— Coils, Inputs & Registers
(Module 4 · Modbus Data Model & Function Codes)
Learning objectives
By the end of this chapter you will be able to
- Name, locate, and differentiate the four canonical Modbus data tables.
- Convert between “human” address notation (e.g.
40017) and zero-based PDU addresses (0x0010). - Explain the read/write permissions and typical payload widths of each table.
- Detect and fix the three most common addressing mistakes (off-by-one, map overlap, 32-bit packing error).

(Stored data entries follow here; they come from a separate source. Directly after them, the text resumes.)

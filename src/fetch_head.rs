//! HTTP header probing over libcurl.
//!
//! Fetches response status plus `Content-Disposition`/`Content-Type` with a
//! HEAD request, or a GET whose body is discarded (some servers reject HEAD
//! but serve GET). curl runs on a blocking thread via `spawn_blocking`.

use std::str;
use std::time::Duration;

use async_trait::async_trait;

use crate::config::ProbeConfig;
use crate::host::{HeaderProbe, ProbeError, ProbeMethod, ProbeResponse};

/// Header probe backed by `curl::easy::Easy`.
#[derive(Debug, Clone, Default)]
pub struct CurlProbe {
    config: ProbeConfig,
}

impl CurlProbe {
    pub fn new(config: ProbeConfig) -> Self {
        Self { config }
    }
}

#[async_trait]
impl HeaderProbe for CurlProbe {
    async fn fetch(&self, url: &str, method: ProbeMethod) -> Result<ProbeResponse, ProbeError> {
        let url = url.to_string();
        let config = self.config.clone();
        tokio::task::spawn_blocking(move || probe(&url, method, &config))
            .await
            .map_err(|e| ProbeError(format!("probe task: {e}")))?
    }
}

/// Performs the request on the current thread. Follows redirects; an HTTP
/// error status is a valid outcome here, not an error.
fn probe(url: &str, method: ProbeMethod, config: &ProbeConfig) -> Result<ProbeResponse, ProbeError> {
    let mut headers: Vec<String> = Vec::new();

    let mut easy = curl::easy::Easy::new();
    easy.url(url).map_err(curl_err)?;
    match method {
        ProbeMethod::Head => easy.nobody(true).map_err(curl_err)?,
        ProbeMethod::Get => easy.get(true).map_err(curl_err)?,
    }
    easy.follow_location(true).map_err(curl_err)?;
    easy.connect_timeout(Duration::from_secs(config.connect_timeout_secs))
        .map_err(curl_err)?;
    easy.timeout(Duration::from_secs(config.timeout_secs))
        .map_err(curl_err)?;

    {
        let mut transfer = easy.transfer();
        transfer
            .header_function(|data| {
                if let Ok(s) = str::from_utf8(data) {
                    headers.push(s.trim_end().to_string());
                }
                true
            })
            .map_err(curl_err)?;
        // GET fallback: body bytes are discarded, only headers matter.
        transfer
            .write_function(|data| Ok(data.len()))
            .map_err(curl_err)?;
        transfer.perform().map_err(curl_err)?;
    }

    let status = easy.response_code().map_err(curl_err)?;
    Ok(parse_headers(status, &headers))
}

fn curl_err(e: curl::Error) -> ProbeError {
    ProbeError(e.to_string())
}

/// Collects the filename-relevant headers from raw header lines.
fn parse_headers(status: u32, lines: &[String]) -> ProbeResponse {
    let mut response = ProbeResponse {
        status,
        ..Default::default()
    };
    for line in lines {
        if let Some((name, value)) = line.trim().split_once(':') {
            let name = name.trim();
            let value = value.trim();
            if name.eq_ignore_ascii_case("content-disposition") {
                response.content_disposition = Some(value.to_string());
            } else if name.eq_ignore_ascii_case("content-type") {
                response.content_type = Some(value.to_string());
            }
        }
    }
    response
}

#[cfg(test)]
mod tests {
    use super::*;

    #[test]
    fn parse_headers_picks_relevant_fields() {
        let lines = [
            "HTTP/1.1 200 OK".to_string(),
            "Content-Type: image/png".to_string(),
            "Content-Disposition: attachment; filename=\"a.png\"".to_string(),
            "Content-Length: 999".to_string(),
        ];
        let r = parse_headers(200, &lines);
        assert_eq!(r.status, 200);
        assert_eq!(r.content_type.as_deref(), Some("image/png"));
        assert!(r
            .content_disposition
            .as_deref()
            .unwrap()
            .contains("a.png"));
    }

    #[test]
    fn parse_headers_tolerates_noise() {
        let lines = ["".to_string(), "HTTP/1.1 404 Not Found".to_string()];
        let r = parse_headers(404, &lines);
        assert_eq!(r.status, 404);
        assert!(r.content_type.is_none());
        assert!(r.content_disposition.is_none());
    }
}
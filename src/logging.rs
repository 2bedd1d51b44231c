//! Logging init: file under the XDG state dir, or graceful fallback to stderr.

use anyhow::Result;
use std::fs;
use std::io;
use tracing_subscriber::fmt::writer::BoxMakeWriter;
use tracing_subscriber::fmt::MakeWriter;
use tracing_subscriber::EnvFilter;

/// Writer that is either a file or stderr (used when the file clone fails).
enum LogSink {
    File(fs::File),
    Stderr,
}

impl io::Write for LogSink {
    fn write(&mut self, buf: &[u8]) -> io::Result<usize> {
        match self {
            LogSink::File(f) => f.write(buf),
            LogSink::Stderr => io::stderr().lock().write(buf),
        }
    }

    fn flush(&mut self) -> io::Result<()> {
        match self {
            LogSink::File(f) => f.flush(),
            LogSink::Stderr => io::stderr().lock().flush(),
        }
    }
}

struct LogFileWriter(fs::File);

impl<'a> MakeWriter<'a> for LogFileWriter {
    type Writer = LogSink;

    fn make_writer(&'a self) -> Self::Writer {
        self.0
            .try_clone()
            .map(LogSink::File)
            .unwrap_or(LogSink::Stderr)
    }
}

fn env_filter() -> EnvFilter {
    EnvFilter::try_from_default_env().unwrap_or_else(|_| EnvFilter::new("info,mediasave=debug"))
}

/// Initialize structured logging to `~/.local/state/mediasave/mediasave.log`.
/// On failure (e.g. log dir unwritable), returns Err so the embedder can fall
/// back to [`init_logging_stderr`].
pub fn init_logging() -> Result<()> {
    let xdg_dirs = xdg::BaseDirectories::with_prefix("mediasave")?;
    let log_dir = xdg_dirs.get_state_home();
    fs::create_dir_all(&log_dir)?;
    let log_file_path = log_dir.join("mediasave.log");

    let file = fs::OpenOptions::new()
        .create(true)
        .append(true)
        .open(&log_file_path)?;

    tracing_subscriber::fmt()
        .with_env_filter(env_filter())
        .with_writer(BoxMakeWriter::new(LogFileWriter(file)))
        .with_ansi(false)
        .init();

    tracing::info!("logging initialized at {}", log_file_path.display());
    Ok(())
}

/// Initialize logging to stderr only (no file).
pub fn init_logging_stderr() {
    tracing_subscriber::fmt()
        .with_env_filter(env_filter())
        .with_writer(io::stderr)
        .with_ansi(false)
        .init();
}
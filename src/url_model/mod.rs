//! URL modeling and filename derivation.
//!
//! Derives filenames from URL paths, Content-Disposition headers, or page
//! titles, and strips characters the host download manager rejects.

mod content_disposition;
mod path;
mod percent;
mod sanitize;

pub use content_disposition::filename_from_content_disposition;
pub use path::{filename_from_url, UrlName};
pub use percent::percent_decode;
pub use sanitize::strip_illegal_chars;

/// Extensions treated as confirmed media filenames.
const MEDIA_EXTENSIONS: &[&str] = &[
    "jpg", "jpeg", "png", "gif", "bmp", "webm", "mp4", "ogg", "mp3",
];

/// True when `token` ends in `.<ext>` for a known media extension
/// (case-insensitive, non-empty stem).
pub fn has_media_extension(token: &str) -> bool {
    match token.rsplit_once('.') {
        Some((stem, ext)) if !stem.is_empty() => {
            MEDIA_EXTENSIONS.iter().any(|m| ext.eq_ignore_ascii_case(m))
        }
        _ => false,
    }
}

/// Scans a page title for a whitespace-delimited token that looks like a
/// media filename. Last resort when the network is unreachable.
pub fn filename_from_title(title: &str) -> Option<String> {
    title
        .split_whitespace()
        .find(|t| has_media_extension(t))
        .map(str::to_string)
}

- Design a clean, future-proof register map for a brand-new device.
10.1 Why a Data Model?
Modbus frames are payload-agnostic; the protocol doesn’t know you’re sending “motor speed” or “tank level”. Consistent semantics come from a logical model that every master and slave agrees on:
| Table | Abbrev. | Purpose | Typical Real-World Item |
|---|---|---|---|
| Coils | 0X | Read/Write single bits | Start pump, open valve |
| Discrete Inputs | 1X | Read-only bits | Limit switch, E-stop status |
| Input Registers | 3X | Read-only 16-bit words | Temperature, pressure |
| Holding Registers | 4X | Read/Write 16-bit words | Set-point, PID gain |
Memory model mantra “Bits live in 0-/1-tables; words live in 3-/4-tables.”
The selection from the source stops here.